Let’s Get Started ….

1. Importing the required libraries for Analysis

2. Loading the data into the data frame.

Loading the data into the pandas data frame is certainly one of the most important steps in EDA, as my file is in CSV format So all I have to do is just read the CSV into a data frame and pandas data frame does the job for us. After loading we can look over the first “N” observation using “df.head(N)” similarly for the last “N” observation using “df.tail(N)”.

First 5 Observation
Last 5 Observation

3.Checking the description and types of data

Here we check for the info of the dataset to get an overview of data like datatypes, column names, Non-null count. Sometimes the Sales value might be stored as a string or object, if in that case, we have to convert that string to integer data only then we can plot the data via a graph. Here, in this case, the data is already in their correct format.

df.info()

After loading the data and seeing that we have no Null values we can move further to the Data Visualization Part.

Now we can begin working with our data by working on the objectives.

4. Analysis and Visualization

4.1 Region wise Revenue

Let’s start on the basis of the region we will see which region is having the highest revenue share. For this, we need two columns from the data namely Sales and Region. For plotting, we need a set of values from the data to be arranged in a particular manner.

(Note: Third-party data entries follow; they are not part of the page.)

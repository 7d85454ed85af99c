use tracing::level_filters::LevelFilter;
use tracing_subscriber::{fmt, prelude::*, util::SubscriberInitExt};

/// Logs go to stderr; stdout belongs to the response stream.
pub fn init(level: LevelFilter) {
    let fmt = fmt::layer()
        .with_writer(std::io::stderr)
        .with_ansi(false)
        .with_target(false);
    let _ = tracing_subscriber::registry()
        .with(fmt)
        .with(level)
        .try_init();
}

It can be achieved by using methods like groupby(), max(), sort_values(), etc. The code for aggregating and finding the sales value for each region.

For this analysis, I’ll be using a pie chart for the visualization part. I’ll be using the same plotly library for the visualization. We use the pie() function of plotly to visualize the Region Wise sales. We passed all the required column names and set the title using update_layout() and finally fig.show() to show the plot.

4.2 State-wise Revenue

After region-wise analysis, I’ll be analyzing the data on the basis of states. The objective of the analysis is to find which state is having the highest revenue share. For this, we need two columns from the data namely Sales and State. For plotting, we need a set of values from the data to be arranged in a particular manner. It can be achieved by using methods like groupby(), max(), sort_values(), etc. The code for aggregating and analyzing the data for the state is as follows.

For this type of analysis, I’ll be using a bar chart for the visualization part. Again I’ll be using the same plotly library for the visualization. We use the bar() function of plotly to visualize the state-wise revenue. We passed all the required column names and set the title using update_layout() and finally fig.show() to show the plot.

4.3 City wise Revenue

After state-wise analysis, I’ll be analyzing the data on the basis of cities. The objective of the analysis is to find which city is generating the highest revenue.

Again for this type of analysis, I’ll be using a bar chart for the visualization part. We use the bar() function of plotly to visualize the city-wise revenue. We passed all the required column names and set the title using update_layout() and finally fig.show() to show the plot.

4.4 Segment Wise Revenue

The objective of this analysis is to find which segment is having the highest revenue share.

For this analysis, I’ll be using a pie chart for the visualization part and I’ll be using the same plotly library for the visualization. We use the pie() function of plotly to visualize the Segment Wise revenue. We will pass all the required column names and set the title using update_layout() and finally fig.show() to show the plot.

4.5 Product Category Wise Sales

The objective of this analysis is to find which product category is having the highest revenue share.

I’ll be again using a pie chart for the visualization part and I’ll be using the same plotly library for the visualization.

5. Conclusion and Insights

From the above visualization, we can see that the West region is having the highest share in revenue with $725K whereas the South region is the lowest share in revenue with $392K

We can see that California is the topmost state in terms of revenue with a value of $458K followed by New York with a revenue value of $311K.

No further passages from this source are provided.